The tension generated between the representational subject matter of the figure and the abstract style that characterises the branches that surround her is a central tenet of Doig’s oeuvre. There is a clear cinematic aspect to the work; however, when viewed from a wider formalist perspective, it appears far more compositionally concerned with abstract concepts of chromatic contrast. Excluding the chaste delineations of the central figure, the sheet is covered by passages of colour that appear more experimental than representational.

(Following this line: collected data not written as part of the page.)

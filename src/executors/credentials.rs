// SPDX-License-Identifier: MIT OR Apache-2.0
// Copyright (c) 2025 tfflow contributors

//! Credentials executor
//!
//! Resolves AWS credentials (static keys or OIDC web identity) and exports
//! them, with the region, to every later step.

use async_trait::async_trait;
use regex::Regex;
use serde::Deserialize;
use std::collections::HashMap;
use std::path::PathBuf;
use std::sync::{Arc, OnceLock};
use std::time::Instant;

use super::{ExecutionResult, Executor, RunContext};
use crate::config::DeployConfig;
use crate::errors::TfflowError;
use crate::pipeline::StepKind;

/// Audience AWS STS expects on web identity tokens
const STS_AUDIENCE: &str = "sts.amazonaws.com";

fn access_key_regex() -> &'static Regex {
    static RE: OnceLock<Regex> = OnceLock::new();
    RE.get_or_init(|| Regex::new(r"^(AKIA|ASIA)[A-Z0-9]{16}$").expect("access key regex is valid"))
}

fn role_arn_regex() -> &'static Regex {
    static RE: OnceLock<Regex> = OnceLock::new();
    RE.get_or_init(|| {
        Regex::new(r"^arn:aws[a-z-]*:iam::\d{12}:role/[\w+=,.@/-]+$")
            .expect("role ARN regex is valid")
    })
}

/// AWS credentials for the run
#[derive(Clone, PartialEq, Eq)]
pub enum AwsCredentials {
    /// Long-lived access key pair from repository secrets
    Static {
        access_key_id: String,
        secret_access_key: String,
        session_token: Option<String>,
    },
    /// Role assumed with the CI platform's OIDC token
    WebIdentity { role_arn: String, session_name: String },
}

impl std::fmt::Debug for AwsCredentials {
    fn fmt(&self, f: &mut std::fmt::Formatter<'_>) -> std::fmt::Result {
        match self {
            Self::Static { access_key_id, session_token, .. } => f
                .debug_struct("Static")
                .field("access_key_id", &mask(access_key_id))
                .field("secret_access_key", &"***")
                .field("session_token", &session_token.as_ref().map(|_| "***"))
                .finish(),
            Self::WebIdentity { role_arn, session_name } => f
                .debug_struct("WebIdentity")
                .field("role_arn", role_arn)
                .field("session_name", session_name)
                .finish(),
        }
    }
}

/// Keep the first four characters of an identifier
fn mask(value: &str) -> String {
    let prefix: String = value.chars().take(4).collect();
    format!("{}***", prefix)
}

impl AwsCredentials {
    /// Resolve credentials from config and environment.
    ///
    /// A role ARN (config first, then `AWS_ROLE_ARN`) selects web identity;
    /// otherwise the static key pair must be present.
    pub fn resolve<F>(config: &DeployConfig, lookup: F) -> Result<Self, TfflowError>
    where
        F: Fn(&str) -> Option<String>,
    {
        let non_empty = |key: &str| lookup(key).filter(|v| !v.trim().is_empty());

        let role_arn = config
            .aws
            .role_arn
            .clone()
            .or_else(|| non_empty("AWS_ROLE_ARN"));

        if let Some(role_arn) = role_arn {
            if !role_arn_regex().is_match(&role_arn) {
                return Err(TfflowError::CredentialFailure {
                    reason: format!("'{}' is not an IAM role ARN", role_arn),
                    help: Some("Expected arn:aws:iam::<account-id>:role/<name>".into()),
                });
            }
            return Ok(Self::WebIdentity {
                role_arn,
                session_name: config.aws.session_name.clone(),
            });
        }

        let access_key_id = non_empty("AWS_ACCESS_KEY_ID")
            .ok_or_else(|| TfflowError::missing_credential("AWS_ACCESS_KEY_ID"))?;
        let secret_access_key = non_empty("AWS_SECRET_ACCESS_KEY")
            .ok_or_else(|| TfflowError::missing_credential("AWS_SECRET_ACCESS_KEY"))?;

        if !access_key_regex().is_match(&access_key_id) {
            return Err(TfflowError::CredentialFailure {
                reason: format!("AWS_ACCESS_KEY_ID '{}' is malformed", mask(&access_key_id)),
                help: Some("Access key ids are 20 characters starting with AKIA or ASIA".into()),
            });
        }

        Ok(Self::Static {
            access_key_id,
            secret_access_key,
            session_token: non_empty("AWS_SESSION_TOKEN"),
        })
    }
}

/// Token endpoint response
#[derive(Debug, Deserialize)]
struct OidcToken {
    value: String,
}

/// Credentials executor
pub struct CredentialsExecutor {
    config: Arc<DeployConfig>,
    env: HashMap<String, String>,
}

impl CredentialsExecutor {
    /// Create an executor reading from an explicit environment snapshot
    pub fn new(config: Arc<DeployConfig>, env: HashMap<String, String>) -> Self {
        Self { config, env }
    }

    /// Create an executor reading from the process environment
    pub fn from_process_env(config: Arc<DeployConfig>) -> Self {
        Self::new(config, std::env::vars().collect())
    }

    fn lookup(&self, key: &str) -> Option<String> {
        self.env.get(key).cloned()
    }

    /// Obtain a web identity token file, fetching a fresh token when the
    /// CI token endpoint is available.
    async fn web_identity_token_file(&self) -> Result<PathBuf, TfflowError> {
        let endpoint = self.lookup("ACTIONS_ID_TOKEN_REQUEST_URL");
        let bearer = self.lookup("ACTIONS_ID_TOKEN_REQUEST_TOKEN");

        let (Some(endpoint), Some(bearer)) = (endpoint, bearer) else {
            if let Some(existing) = self.lookup("AWS_WEB_IDENTITY_TOKEN_FILE") {
                return Ok(PathBuf::from(existing));
            }
            return Err(TfflowError::CredentialFailure {
                reason: "no OIDC token endpoint available".into(),
                help: Some("Grant the job 'permissions: id-token: write'".into()),
            });
        };

        let token = fetch_oidc_token(&endpoint, &bearer).await?;

        let dir = self
            .lookup("RUNNER_TEMP")
            .map(PathBuf::from)
            .unwrap_or_else(std::env::temp_dir);
        let path = dir.join("tfflow-web-identity-token");
        tokio::fs::write(&path, token).await.map_err(|e| TfflowError::FileWriteError {
            path: path.clone(),
            error: e.to_string(),
        })?;

        Ok(path)
    }
}

async fn fetch_oidc_token(endpoint: &str, bearer: &str) -> Result<String, TfflowError> {
    let failure = |e: reqwest::Error| TfflowError::CredentialFailure {
        reason: format!("OIDC token request failed: {}", e),
        help: None,
    };

    let client = reqwest::Client::builder()
        .user_agent(format!("tfflow/{}", crate::VERSION))
        .timeout(std::time::Duration::from_secs(10))
        .build()
        .map_err(failure)?;

    let token: OidcToken = client
        .get(endpoint)
        .query(&[("audience", STS_AUDIENCE)])
        .bearer_auth(bearer)
        .send()
        .await
        .map_err(failure)?
        .error_for_status()
        .map_err(failure)?
        .json()
        .await
        .map_err(failure)?;

    Ok(token.value)
}

#[async_trait]
impl Executor for CredentialsExecutor {
    async fn execute(
        &self,
        step: StepKind,
        ctx: &mut RunContext,
    ) -> Result<ExecutionResult, TfflowError> {
        if step != StepKind::Authenticate {
            return Err(TfflowError::ExecutorNotFound {
                name: format!("credentials/{}", step),
            });
        }

        let start = Instant::now();
        let credentials = AwsCredentials::resolve(&self.config, |k| self.lookup(k))?;
        tracing::info!(
            credentials = ?credentials,
            region = %self.config.aws.region,
            "authenticating"
        );

        let region = &self.config.aws.region;
        ctx.env.insert("AWS_REGION".into(), region.clone());
        ctx.env.insert("AWS_DEFAULT_REGION".into(), region.clone());

        let summary = match credentials {
            AwsCredentials::Static {
                access_key_id,
                secret_access_key,
                session_token,
            } => {
                let summary = format!("static key {}", mask(&access_key_id));
                ctx.env.insert("AWS_ACCESS_KEY_ID".into(), access_key_id);
                ctx.env.insert("AWS_SECRET_ACCESS_KEY".into(), secret_access_key);
                if let Some(token) = session_token {
                    ctx.env.insert("AWS_SESSION_TOKEN".into(), token);
                }
                summary
            }
            AwsCredentials::WebIdentity { role_arn, session_name } => {
                let token_file = self.web_identity_token_file().await?;
                let summary = format!("role {}", role_arn);
                ctx.env.insert("AWS_ROLE_ARN".into(), role_arn);
                ctx.env.insert("AWS_ROLE_SESSION_NAME".into(), session_name);
                ctx.env.insert(
                    "AWS_WEB_IDENTITY_TOKEN_FILE".into(),
                    token_file.to_string_lossy().to_string(),
                );
                summary
            }
        };

        Ok(ExecutionResult::success(
            format!("{} in {}", summary, region),
            start.elapsed(),
        ))
    }
}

Exemplifying a quality that Doig has sought to perfect throughout his career, that “painting should evolve itself into a type of abstraction, to slowly dissipate into something else”, Study for 'Girl in White with Trees' is a superb example of Doig’s oeuvre (Peter Doig quoted in: ‘Peter Doig & Chris Ofili: Artists in Conversation’, BOMB, Fall 2007, online resource). A virtuosic and mysterious dreamscape, it distorts a familial memory, blending art historical reference with a keen compositional instinct to create a work that is as beguiling as it is beautiful.